▶ Dataset entries
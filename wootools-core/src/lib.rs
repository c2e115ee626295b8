// Wootools Core Library
//
// Reads WooCommerce and Cloud Commerce product exports and computes the
// corrective import rows for each update rule.

pub mod config;
pub mod emitter;
pub mod error;
pub mod export;
pub mod inventory;
pub mod price;
pub mod processor;
pub mod rules;
pub mod types;

// Re-export main types and functions for easy use
pub use config::WootoolsConfig;
pub use emitter::{status_message, UpdateEmitter};
pub use error::{Result, RowFailure, RuleError, WootoolsError};
pub use export::Export;
pub use inventory::InventoryLookup;
pub use price::{Price, PriceError, RoundingTable};
pub use processor::UpdateProcessor;
pub use types::*;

▶ Try it
Copy out the entries in full, exactly as they appear.

▶ Written answer
filename wootools-core/src/lib.rs
repository c2e115ee626295b8
// Wootools Core Library
//
// Reads WooCommerce and Cloud Commerce product exports and computes the
// corrective import rows for each update rule.

pub mod config;
pub mod emitter;
pub mod error;
pub mod export;
pub mod inventory;
pub mod price;
pub mod processor;
pub mod rules;
pub mod types;

// Re-export main types and functions for easy use
pub use config::WootoolsConfig;
pub use emitter::{status_message, UpdateEmitter};
pub use error::{Result, RowFailure, RuleError, WootoolsError};
pub use export::Export;
pub use inventory::InventoryLookup;
pub use price::{Price, PriceError, RoundingTable};
pub use processor::UpdateProcessor;
pub use types::*;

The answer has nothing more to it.